Oklahoma Catholics battle Black Mass with prayer, penance


(Vatican Radio) The Bishops of the US state of Oklahoma are calling for prayer and fasting in response to a proposed “Black Mass” scheduled to be held in Oklahoma City’s civic center on September 21.

“Even though tickets are being sold for this event as if it were merely some sort of dark entertainment, this Satanic ritual is deadly serious,” says Archbishop Paul Coakley of Oklahoma City in a letter to the faithful. “It is a blasphemous and obscene inversion of the Catholic Mass.” In a video message to the people of his diocese, Oklahoma’s other Bishop, Tulsa’s Edmund Slattery, says, “a Black Mass blasphemes everything that we hold as sacred and redemptive. And because it offers false worship to Satan, it strengthens his kingdom and sharpens his powers against the Church.”

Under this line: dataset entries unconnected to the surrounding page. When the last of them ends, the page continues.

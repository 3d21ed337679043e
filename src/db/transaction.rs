//! Explicit multi-statement transaction lifecycle.
//!
//! A transaction holds one connection outside normal pool rotation from
//! `begin` until `commit` or `rollback`. The state machine is
//! Idle → Active → Idle; it is not reentrant and not nestable, and the
//! manager assumes a single logical caller drives it while Active. `begin`
//! reserves the slot before blocking on the pool checkout, so the state
//! stays observable while a begin waits for a connection.
//!
//! There is no retry inside a transaction: a broken connection surfaces as a
//! statement failure, the transaction stays Active, and the caller is
//! expected to roll back.

use std::mem;
use std::sync::Arc;

use parking_lot::Mutex;
use tracing::{debug, info, warn};

use crate::db::driver::BoxedConnection;
use crate::db::executor::is_schema_statement;
use crate::db::pool::ConnectionPool;
use crate::error::{AdapterError, AdapterResult};
use crate::models::{encode_params, ParamValue, Row};

enum TxState {
    Idle,
    /// A begin is in flight: the slot is reserved while the pool checkout
    /// runs outside the state lock.
    Beginning,
    Active(BoxedConnection),
}

/// Manages at most one open transaction over a shared pool.
pub struct TransactionManager {
    pool: Arc<ConnectionPool>,
    state: Mutex<TxState>,
}

impl TransactionManager {
    pub fn new(pool: Arc<ConnectionPool>) -> Self {
        Self {
            pool,
            state: Mutex::new(TxState::Idle),
        }
    }

    /// Whether a transaction is currently open.
    pub fn is_active(&self) -> bool {
        matches!(*self.state.lock(), TxState::Active(_))
    }

    /// Open a transaction, taking one connection from the pool and holding
    /// it exclusively until `commit` or `rollback`.
    pub fn begin(&self) -> AdapterResult<()> {
        {
            let mut state = self.state.lock();
            if !matches!(*state, TxState::Idle) {
                return Err(AdapterError::invalid_state("transaction already active"));
            }
            *state = TxState::Beginning;
        }

        // The checkout can block on the pool. The state lock must not be
        // held across it, or every observer of the state (including a
        // shutdown that wants to wake the pool) wedges behind the pending
        // begin.
        let mut conn = match self.checkout() {
            Ok(conn) => conn,
            Err(e) => {
                *self.state.lock() = TxState::Idle;
                return Err(e);
            }
        };

        if let Err(e) = conn.begin() {
            warn!(error = %e, "Failed to start transaction");
            self.free(conn);
            *self.state.lock() = TxState::Idle;
            return Err(e.into());
        }

        *self.state.lock() = TxState::Active(conn);
        info!("Transaction started");
        Ok(())
    }

    /// Take one open connection from the pool.
    fn checkout(&self) -> AdapterResult<BoxedConnection> {
        let conn = self
            .pool
            .acquire()
            .ok_or_else(|| AdapterError::acquisition_failed("no connection available"))?;
        if !conn.is_open() {
            // Never pool a dead connection; nothing usable was taken.
            self.pool.discard(conn);
            return Err(AdapterError::acquisition_failed(
                "acquired connection is not open",
            ));
        }
        Ok(conn)
    }

    /// Execute a row-returning statement on the held connection.
    pub fn execute_query_in_transaction(
        &self,
        sql: &str,
        params: &[ParamValue],
    ) -> AdapterResult<Vec<Row>> {
        let mut state = self.state.lock();
        let conn = match *state {
            TxState::Active(ref mut conn) => conn,
            _ => return Err(AdapterError::invalid_state("no active transaction")),
        };

        let encoded = encode_params(params)?;
        debug!(sql = %sql, params = params.len(), "Executing query in transaction");
        let rows = conn.query(sql, &encoded)?;
        debug!(rows = rows.len(), "Query in transaction executed");
        Ok(rows)
    }

    /// Execute an effect statement on the held connection, with the same
    /// schema-definition affected-rows convention as the executor.
    pub fn execute_non_query_in_transaction(
        &self,
        sql: &str,
        params: &[ParamValue],
    ) -> AdapterResult<u64> {
        let mut state = self.state.lock();
        let conn = match *state {
            TxState::Active(ref mut conn) => conn,
            _ => return Err(AdapterError::invalid_state("no active transaction")),
        };

        let encoded = encode_params(params)?;
        debug!(sql = %sql, params = params.len(), "Executing non-query in transaction");
        let affected = conn.execute(sql, &encoded)?;
        let affected = if is_schema_statement(sql) { 0 } else { affected };
        debug!(affected, "Non-query in transaction executed");
        Ok(affected)
    }

    /// Commit the open transaction. On failure a compensating rollback is
    /// attempted and the original commit error is reported; either way the
    /// held connection is freed and the state ends Idle.
    pub fn commit(&self) -> AdapterResult<()> {
        let mut state = self.state.lock();
        let mut conn = match mem::replace(&mut *state, TxState::Idle) {
            TxState::Active(conn) => conn,
            other => {
                *state = other;
                return Err(AdapterError::invalid_state("no active transaction to commit"));
            }
        };

        match conn.commit() {
            Ok(()) => {
                self.free(conn);
                info!("Transaction committed");
                Ok(())
            }
            Err(commit_err) => {
                warn!(error = %commit_err, "Commit failed; rolling back");
                if let Err(rollback_err) = conn.rollback() {
                    warn!(error = %rollback_err, "Compensating rollback failed");
                }
                self.free(conn);
                Err(commit_err.into())
            }
        }
    }

    /// Abort the open transaction. Abort errors are logged and swallowed;
    /// the held connection is always freed and the state always ends Idle.
    pub fn rollback(&self) -> AdapterResult<()> {
        let mut state = self.state.lock();
        let mut conn = match mem::replace(&mut *state, TxState::Idle) {
            TxState::Active(conn) => conn,
            other => {
                *state = other;
                return Err(AdapterError::invalid_state(
                    "no active transaction to rollback",
                ));
            }
        };

        if let Err(e) = conn.rollback() {
            warn!(error = %e, "Error during rollback");
        }
        self.free(conn);
        info!("Transaction rolled back");
        Ok(())
    }

    /// Return a connection to the pool if it is still usable, destroy it
    /// otherwise. The pool never takes back a known-broken connection.
    fn free(&self, conn: BoxedConnection) {
        if conn.is_open() {
            self.pool.release(conn);
        } else {
            self.pool.discard(conn);
        }
    }
}

impl Drop for TransactionManager {
    fn drop(&mut self) {
        // Teardown while Active is a forced rollback.
        let state = self.state.get_mut();
        if let TxState::Active(mut conn) = mem::replace(state, TxState::Idle) {
            warn!("Transaction manager dropped while active; rolling back");
            if let Err(e) = conn.rollback() {
                warn!(error = %e, "Error during forced rollback");
            }
            if conn.is_open() {
                self.pool.release(conn);
            } else {
                self.pool.discard(conn);
            }
        }
    }
}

In his letter, Archbishop Coakley says he has expressed his concerns to city officials about the deeply offensive character of the Black Mass, and about “the misuse of a publicly supported facility for an event which has no other purpose than mocking the Catholic faith.” He says he is especially concerned about “the dark powers that this Satanic worship invites into our community and the spiritual danger that this poses to all who are involved in it, directly or indirectly.”

However, as city officials have thus far refused to cancel the event, the two Bishops are calling on the faithful to counter the proposed Black Mass with extraordinary acts of prayer and penance.

In the Archdiocese of Oklahoma City, Archbishop Coakley is asking for the Prayer to St Michael to be included at the end of every Mass, beginning on the Feast of the Transfiguration (August 6), and continuing through the Feast of St Michael the Archangel on September 29. The Archbishop has also called for all parishes in the Archdiocese to “conduct a Eucharistic Holy Hour with Benediction to honor Christ’s Real Presence in the Holy Eucharist, between the Solemnity of the Assumption of the Blessed Virgin Mary (August 15) and September 21, to avert this proposed sacrilege.”

Bishop Slattery is asking the faithful in the Diocese of Tulsa to keep the nine days prior to the Feast of the Assumption (August 6-14) as “a period of extraordinary prayer and penance,” requesting them to abstain from meat during that time, and if possible to fast. “This will be a hard sacrifice, I know,” he said. “But I also know that Jesus said certain demons could only be cast out by prayer and fasting.” He asked that Catholics would “consecrate [their] hunger during these nine days, by a daily recitation of one decade of the Rosary, and the familiar prayer of St. Michael.” Finally, Bishop Slattery asked priests of the diocese to say the Leonine prayer, written by Pope Leo XIII for the defense of the Church against the attack of the enemy and his apostate angels.”  

Both Archbishop Coakley and Bishop Slattery have also called for Eucharistic Holy Hours on the day of the Black Mass, if the event is not cancelled. Archbishop Coakley has invited all Catholics, Christians, and people of good will to join him in prayer at 3 pm on September 21 for a Holy Hour, outdoor Eucharistic procession and Benediction in Oklahoma City; while Bishop Slattery has asked all parishes of his diocese to conduct a Eucharistic Holy Hour at the time the Black Mass is taking place.

In the conclusion to his video message, Bishop Slattery says: “My dear people, Jesus has already won the victory over sin and death by His Resurrection. Jesus has trampled the pride of the enemy and has broken his attack. We have no reason to fear the devil. He has already lost the battle. Let us pray then in confidence and be assured that God Who is gracious and merciful will hear us, and, by the intercession of our Lady, deliver us from the evil posed by the celebration of this black Mass.”